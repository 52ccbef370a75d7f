//! PostgreSQL-backed `ArtPulseSessionRepository` implementation using Diesel
//! ORM.
//!
//! The unique index on `daily_challenge_id` is the concurrency guard for
//! session creation: a lost insert race surfaces as a unique violation,
//! which this adapter reports as a conflict for the service to replay.

use async_trait::async_trait;
use chrono::{DateTime, Utc};
use diesel::prelude::*;
use diesel_async::RunQueryDsl;
use uuid::Uuid;

use crate::domain::ports::{ArtPulseSessionRepository, ArtPulseSessionRepositoryError};
use crate::domain::{ArtPulseSession, SessionStatus};

use super::diesel_error_mapping::{
    is_unique_violation, map_shared_diesel_error, map_shared_pool_error,
};
use super::models::{ArtPulseSessionRow, NewArtPulseSessionRow};
use super::pool::{DbPool, PoolError};
use super::schema::art_pulse_sessions;

/// Diesel-backed implementation of the art pulse session repository port.
#[derive(Clone)]
pub struct DieselArtPulseSessionRepository {
    pool: DbPool,
}

impl DieselArtPulseSessionRepository {
    /// Create a new repository with the given connection pool.
    pub fn new(pool: DbPool) -> Self {
        Self { pool }
    }
}

/// Map pool errors to domain repository errors.
fn map_pool_error(error: PoolError) -> ArtPulseSessionRepositoryError {
    map_shared_pool_error(error, ArtPulseSessionRepositoryError::connection)
}

/// Map Diesel errors to domain repository errors.
fn map_diesel_error(error: diesel::result::Error) -> ArtPulseSessionRepositoryError {
    map_shared_diesel_error(
        error,
        ArtPulseSessionRepositoryError::query,
        ArtPulseSessionRepositoryError::connection,
    )
}

/// Convert a database row into a validated domain session.
fn row_to_session(row: ArtPulseSessionRow) -> Result<ArtPulseSession, ArtPulseSessionRepositoryError> {
    let ArtPulseSessionRow {
        id,
        daily_challenge_id,
        start_time,
        end_time,
        status,
    } = row;

    let status = status
        .parse::<SessionStatus>()
        .map_err(|err| ArtPulseSessionRepositoryError::query(format!("decode status: {err}")))?;

    Ok(ArtPulseSession {
        id,
        daily_challenge_id,
        start_time,
        end_time,
        status,
    })
}

#[async_trait]
impl ArtPulseSessionRepository for DieselArtPulseSessionRepository {
    async fn find_by_challenge_id(
        &self,
        challenge_id: Uuid,
    ) -> Result<Option<ArtPulseSession>, ArtPulseSessionRepositoryError> {
        let mut conn = self.pool.get().await.map_err(map_pool_error)?;

        let row = art_pulse_sessions::table
            .filter(art_pulse_sessions::daily_challenge_id.eq(challenge_id))
            .select(ArtPulseSessionRow::as_select())
            .first::<ArtPulseSessionRow>(&mut conn)
            .await
            .optional()
            .map_err(map_diesel_error)?;

        row.map(row_to_session).transpose()
    }

    async fn insert(
        &self,
        session: &ArtPulseSession,
    ) -> Result<(), ArtPulseSessionRepositoryError> {
        let mut conn = self.pool.get().await.map_err(map_pool_error)?;
        let status = session.status.to_string();

        let new_row = NewArtPulseSessionRow {
            id: session.id,
            daily_challenge_id: session.daily_challenge_id,
            start_time: session.start_time,
            end_time: session.end_time,
            status: &status,
        };

        diesel::insert_into(art_pulse_sessions::table)
            .values(&new_row)
            .execute(&mut conn)
            .await
            .map(|_| ())
            .map_err(|err| {
                if is_unique_violation(&err) {
                    ArtPulseSessionRepositoryError::conflict(session.daily_challenge_id)
                } else {
                    map_diesel_error(err)
                }
            })
    }

    async fn activate_due(
        &self,
        now: DateTime<Utc>,
    ) -> Result<u64, ArtPulseSessionRepositoryError> {
        let mut conn = self.pool.get().await.map_err(map_pool_error)?;

        let updated = diesel::update(
            art_pulse_sessions::table.filter(
                art_pulse_sessions::status
                    .eq(SessionStatus::Scheduled.to_string())
                    .and(art_pulse_sessions::start_time.le(now))
                    .and(art_pulse_sessions::end_time.gt(now)),
            ),
        )
        .set(art_pulse_sessions::status.eq(SessionStatus::Active.to_string()))
        .execute(&mut conn)
        .await
        .map_err(map_diesel_error)?;

        Ok(updated as u64)
    }

    async fn complete_elapsed(
        &self,
        now: DateTime<Utc>,
    ) -> Result<u64, ArtPulseSessionRepositoryError> {
        let mut conn = self.pool.get().await.map_err(map_pool_error)?;

        let updated = diesel::update(
            art_pulse_sessions::table.filter(
                art_pulse_sessions::status
                    .eq_any([
                        SessionStatus::Scheduled.to_string(),
                        SessionStatus::Active.to_string(),
                    ])
                    .and(art_pulse_sessions::end_time.le(now)),
            ),
        )
        .set(art_pulse_sessions::status.eq(SessionStatus::Completed.to_string()))
        .execute(&mut conn)
        .await
        .map_err(map_diesel_error)?;

        Ok(updated as u64)
    }
}

#[cfg(test)]
mod tests {
    //! Regression coverage for error mapping and row conversion edge cases.

    use chrono::{Duration, Utc};
    use rstest::{fixture, rstest};

    use super::*;

    #[fixture]
    fn valid_row() -> ArtPulseSessionRow {
        let start_time = Utc::now();
        ArtPulseSessionRow {
            id: Uuid::new_v4(),
            daily_challenge_id: Uuid::new_v4(),
            start_time,
            end_time: start_time + Duration::minutes(25),
            status: "scheduled".to_string(),
        }
    }

    #[rstest]
    fn pool_error_maps_to_connection_error() {
        let repo_err = map_pool_error(PoolError::checkout("connection refused"));

        assert!(matches!(
            repo_err,
            ArtPulseSessionRepositoryError::Connection { .. }
        ));
        assert!(repo_err.to_string().contains("connection refused"));
    }

    #[rstest]
    fn diesel_error_maps_to_query_error() {
        let repo_err = map_diesel_error(diesel::result::Error::NotFound);

        assert!(matches!(
            repo_err,
            ArtPulseSessionRepositoryError::Query { .. }
        ));
        assert!(repo_err.to_string().contains("record not found"));
    }

    #[rstest]
    #[case("scheduled", SessionStatus::Scheduled)]
    #[case("active", SessionStatus::Active)]
    #[case("completed", SessionStatus::Completed)]
    fn row_conversion_decodes_each_status_label(
        mut valid_row: ArtPulseSessionRow,
        #[case] label: &str,
        #[case] expected: SessionStatus,
    ) {
        valid_row.status = label.to_string();

        let session = row_to_session(valid_row).expect("valid row should convert");
        assert_eq!(session.status, expected);
    }

    #[rstest]
    fn row_conversion_rejects_unknown_status_labels(mut valid_row: ArtPulseSessionRow) {
        valid_row.status = "paused".to_string();

        let error = row_to_session(valid_row).expect_err("unknown label should fail");
        assert!(matches!(error, ArtPulseSessionRepositoryError::Query { .. }));
        assert!(error.to_string().contains("decode status"));
    }
}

━━━━

**Goal of the exercise**
Only a number is wanted here: the count of lines in the data that include the word "Uuid".

**Answer box**
4